Show every line of the material that follows in which the word "kernel" occurs.

━━━━━ STORED DATA ━━━━━

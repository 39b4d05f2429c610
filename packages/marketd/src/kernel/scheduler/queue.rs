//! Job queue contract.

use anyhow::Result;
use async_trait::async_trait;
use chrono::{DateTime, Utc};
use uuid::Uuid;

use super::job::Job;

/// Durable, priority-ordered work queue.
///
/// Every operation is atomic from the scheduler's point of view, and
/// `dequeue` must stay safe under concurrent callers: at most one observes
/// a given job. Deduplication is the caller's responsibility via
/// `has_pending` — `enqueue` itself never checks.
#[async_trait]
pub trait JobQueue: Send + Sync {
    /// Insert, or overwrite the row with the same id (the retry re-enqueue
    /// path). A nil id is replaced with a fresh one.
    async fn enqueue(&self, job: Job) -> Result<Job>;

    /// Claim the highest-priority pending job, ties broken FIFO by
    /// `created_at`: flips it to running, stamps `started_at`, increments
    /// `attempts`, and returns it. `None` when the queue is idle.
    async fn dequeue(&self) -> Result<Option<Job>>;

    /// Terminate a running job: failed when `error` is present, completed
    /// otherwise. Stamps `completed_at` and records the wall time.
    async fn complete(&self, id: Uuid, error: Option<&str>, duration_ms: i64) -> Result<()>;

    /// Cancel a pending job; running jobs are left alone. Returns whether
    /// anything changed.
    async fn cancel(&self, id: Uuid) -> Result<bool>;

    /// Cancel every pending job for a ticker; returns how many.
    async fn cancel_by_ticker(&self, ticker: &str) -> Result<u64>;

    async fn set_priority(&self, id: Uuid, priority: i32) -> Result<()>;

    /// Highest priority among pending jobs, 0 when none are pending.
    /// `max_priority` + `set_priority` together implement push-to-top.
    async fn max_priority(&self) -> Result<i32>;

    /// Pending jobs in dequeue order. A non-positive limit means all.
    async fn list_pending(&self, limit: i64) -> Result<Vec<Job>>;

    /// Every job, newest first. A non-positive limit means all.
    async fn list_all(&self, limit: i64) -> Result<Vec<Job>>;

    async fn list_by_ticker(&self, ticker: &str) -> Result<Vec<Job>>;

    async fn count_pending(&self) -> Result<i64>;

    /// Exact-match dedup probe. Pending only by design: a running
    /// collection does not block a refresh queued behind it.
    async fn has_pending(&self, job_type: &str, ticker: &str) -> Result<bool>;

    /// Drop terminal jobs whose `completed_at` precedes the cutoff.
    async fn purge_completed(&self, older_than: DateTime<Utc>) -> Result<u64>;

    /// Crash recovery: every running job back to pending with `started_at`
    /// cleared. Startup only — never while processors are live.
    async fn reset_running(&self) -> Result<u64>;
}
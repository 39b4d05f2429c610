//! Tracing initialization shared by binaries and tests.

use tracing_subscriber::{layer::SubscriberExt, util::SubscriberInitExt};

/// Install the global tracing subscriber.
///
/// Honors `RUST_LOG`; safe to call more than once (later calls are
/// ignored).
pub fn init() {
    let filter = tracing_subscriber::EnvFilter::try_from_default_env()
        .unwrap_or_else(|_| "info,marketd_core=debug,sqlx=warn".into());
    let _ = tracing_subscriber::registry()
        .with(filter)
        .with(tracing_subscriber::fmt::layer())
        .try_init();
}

━━━━━
━━━━━ STORED DATA ━━━━━

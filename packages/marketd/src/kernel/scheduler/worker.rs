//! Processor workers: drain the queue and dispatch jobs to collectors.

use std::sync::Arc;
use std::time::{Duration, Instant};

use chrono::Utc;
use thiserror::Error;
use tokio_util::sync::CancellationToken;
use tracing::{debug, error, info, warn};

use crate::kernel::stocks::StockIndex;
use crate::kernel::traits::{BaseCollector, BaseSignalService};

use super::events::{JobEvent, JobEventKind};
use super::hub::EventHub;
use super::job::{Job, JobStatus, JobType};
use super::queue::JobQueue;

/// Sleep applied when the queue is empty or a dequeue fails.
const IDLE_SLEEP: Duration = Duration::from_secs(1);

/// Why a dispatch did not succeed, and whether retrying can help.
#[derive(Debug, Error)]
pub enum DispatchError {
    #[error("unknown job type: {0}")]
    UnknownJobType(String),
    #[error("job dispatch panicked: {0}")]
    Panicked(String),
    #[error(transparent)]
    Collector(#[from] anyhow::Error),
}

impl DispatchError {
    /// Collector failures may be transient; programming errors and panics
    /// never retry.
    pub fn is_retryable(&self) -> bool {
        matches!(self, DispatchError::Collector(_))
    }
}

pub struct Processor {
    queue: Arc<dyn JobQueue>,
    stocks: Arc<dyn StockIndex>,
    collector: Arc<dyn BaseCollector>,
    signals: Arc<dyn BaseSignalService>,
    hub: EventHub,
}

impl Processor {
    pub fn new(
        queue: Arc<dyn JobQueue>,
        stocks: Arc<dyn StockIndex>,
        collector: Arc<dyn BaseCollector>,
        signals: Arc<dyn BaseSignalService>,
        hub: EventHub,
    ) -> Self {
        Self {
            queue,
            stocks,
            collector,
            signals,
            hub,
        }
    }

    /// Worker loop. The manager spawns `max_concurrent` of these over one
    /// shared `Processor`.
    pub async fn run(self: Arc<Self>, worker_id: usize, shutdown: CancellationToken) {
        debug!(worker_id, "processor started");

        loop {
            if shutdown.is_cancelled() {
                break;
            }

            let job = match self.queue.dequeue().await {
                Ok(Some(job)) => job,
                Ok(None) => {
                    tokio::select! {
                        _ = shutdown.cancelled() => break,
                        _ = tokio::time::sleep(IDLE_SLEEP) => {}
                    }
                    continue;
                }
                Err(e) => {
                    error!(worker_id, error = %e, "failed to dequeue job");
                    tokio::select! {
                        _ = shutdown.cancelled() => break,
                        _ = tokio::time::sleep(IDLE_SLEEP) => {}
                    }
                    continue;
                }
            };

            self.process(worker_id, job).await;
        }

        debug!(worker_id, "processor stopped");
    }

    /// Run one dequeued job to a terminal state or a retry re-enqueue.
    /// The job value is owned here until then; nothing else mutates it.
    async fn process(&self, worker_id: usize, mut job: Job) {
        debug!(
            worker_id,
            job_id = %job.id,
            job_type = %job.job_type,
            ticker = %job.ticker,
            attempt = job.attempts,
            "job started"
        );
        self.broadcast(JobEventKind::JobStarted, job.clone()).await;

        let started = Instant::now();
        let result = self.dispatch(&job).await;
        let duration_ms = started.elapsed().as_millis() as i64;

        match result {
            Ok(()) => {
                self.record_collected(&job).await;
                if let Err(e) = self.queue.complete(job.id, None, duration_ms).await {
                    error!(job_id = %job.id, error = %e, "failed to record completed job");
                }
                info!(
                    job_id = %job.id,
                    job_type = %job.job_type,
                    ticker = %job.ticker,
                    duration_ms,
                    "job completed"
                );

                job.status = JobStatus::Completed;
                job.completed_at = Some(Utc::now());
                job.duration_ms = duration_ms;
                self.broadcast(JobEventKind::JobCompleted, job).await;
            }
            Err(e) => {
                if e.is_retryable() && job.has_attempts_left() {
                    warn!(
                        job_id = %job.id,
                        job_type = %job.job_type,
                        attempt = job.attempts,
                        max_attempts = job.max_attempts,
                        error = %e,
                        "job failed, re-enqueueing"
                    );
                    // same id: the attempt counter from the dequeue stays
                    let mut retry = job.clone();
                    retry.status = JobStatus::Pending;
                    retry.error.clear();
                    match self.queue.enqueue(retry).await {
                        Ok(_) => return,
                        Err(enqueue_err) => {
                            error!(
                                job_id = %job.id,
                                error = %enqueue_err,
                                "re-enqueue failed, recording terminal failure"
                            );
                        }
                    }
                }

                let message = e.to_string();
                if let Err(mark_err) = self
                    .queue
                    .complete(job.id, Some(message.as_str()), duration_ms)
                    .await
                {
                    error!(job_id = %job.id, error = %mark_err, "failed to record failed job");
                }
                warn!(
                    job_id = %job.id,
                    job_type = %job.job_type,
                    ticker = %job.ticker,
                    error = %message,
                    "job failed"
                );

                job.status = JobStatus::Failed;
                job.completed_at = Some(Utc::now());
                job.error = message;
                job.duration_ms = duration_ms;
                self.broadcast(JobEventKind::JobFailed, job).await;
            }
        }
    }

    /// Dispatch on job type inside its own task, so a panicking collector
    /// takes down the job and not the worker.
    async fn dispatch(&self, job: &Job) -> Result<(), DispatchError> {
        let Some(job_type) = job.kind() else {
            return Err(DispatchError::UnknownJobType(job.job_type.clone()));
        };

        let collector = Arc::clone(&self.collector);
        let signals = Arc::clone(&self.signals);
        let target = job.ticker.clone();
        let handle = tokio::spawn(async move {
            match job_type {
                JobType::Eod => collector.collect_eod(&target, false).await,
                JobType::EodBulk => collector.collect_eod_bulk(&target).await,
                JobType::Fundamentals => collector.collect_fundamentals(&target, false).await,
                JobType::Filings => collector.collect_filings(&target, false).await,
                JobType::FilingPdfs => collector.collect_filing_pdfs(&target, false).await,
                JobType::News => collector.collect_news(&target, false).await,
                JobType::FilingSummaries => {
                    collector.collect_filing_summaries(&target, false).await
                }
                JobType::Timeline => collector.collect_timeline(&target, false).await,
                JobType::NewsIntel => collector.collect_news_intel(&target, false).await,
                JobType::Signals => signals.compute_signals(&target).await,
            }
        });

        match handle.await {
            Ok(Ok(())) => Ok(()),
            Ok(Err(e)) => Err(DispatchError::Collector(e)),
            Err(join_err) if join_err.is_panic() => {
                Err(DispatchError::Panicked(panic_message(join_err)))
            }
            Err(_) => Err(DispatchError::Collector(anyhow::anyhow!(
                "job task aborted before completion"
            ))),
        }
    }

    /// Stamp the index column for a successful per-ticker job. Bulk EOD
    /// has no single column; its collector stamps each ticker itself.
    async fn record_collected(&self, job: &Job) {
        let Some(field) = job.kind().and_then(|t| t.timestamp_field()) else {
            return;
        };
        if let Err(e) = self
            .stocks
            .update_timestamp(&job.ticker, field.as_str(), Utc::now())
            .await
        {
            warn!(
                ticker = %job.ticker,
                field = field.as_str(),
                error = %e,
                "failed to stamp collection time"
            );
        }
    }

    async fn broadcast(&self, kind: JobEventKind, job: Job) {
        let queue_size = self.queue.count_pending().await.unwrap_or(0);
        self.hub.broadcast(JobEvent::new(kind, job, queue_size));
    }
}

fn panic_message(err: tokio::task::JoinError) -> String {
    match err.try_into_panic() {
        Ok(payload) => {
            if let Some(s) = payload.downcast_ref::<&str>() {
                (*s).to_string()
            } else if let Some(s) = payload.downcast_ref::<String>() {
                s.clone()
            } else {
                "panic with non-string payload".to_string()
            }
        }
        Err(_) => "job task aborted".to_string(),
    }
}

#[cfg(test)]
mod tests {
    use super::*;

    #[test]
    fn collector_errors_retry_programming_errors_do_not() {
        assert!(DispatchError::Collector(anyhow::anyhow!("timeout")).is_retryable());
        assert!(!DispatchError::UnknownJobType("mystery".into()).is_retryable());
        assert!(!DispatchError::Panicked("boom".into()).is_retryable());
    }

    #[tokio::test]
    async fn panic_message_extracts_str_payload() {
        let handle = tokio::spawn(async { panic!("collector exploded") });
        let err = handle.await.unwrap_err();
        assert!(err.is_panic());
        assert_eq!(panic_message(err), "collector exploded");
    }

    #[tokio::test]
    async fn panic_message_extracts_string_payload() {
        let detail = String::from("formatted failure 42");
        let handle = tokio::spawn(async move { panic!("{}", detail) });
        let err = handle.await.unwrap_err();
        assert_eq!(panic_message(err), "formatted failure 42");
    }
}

━━━━━

• [RESPONSE AREA]:
filename packages/marketd/src/kernel/scheduler/queue.rs
filename packages/marketd/src/kernel/scheduler/worker.rs
use crate::kernel::stocks::StockIndex;
use crate::kernel::traits::{BaseCollector, BaseSignalService};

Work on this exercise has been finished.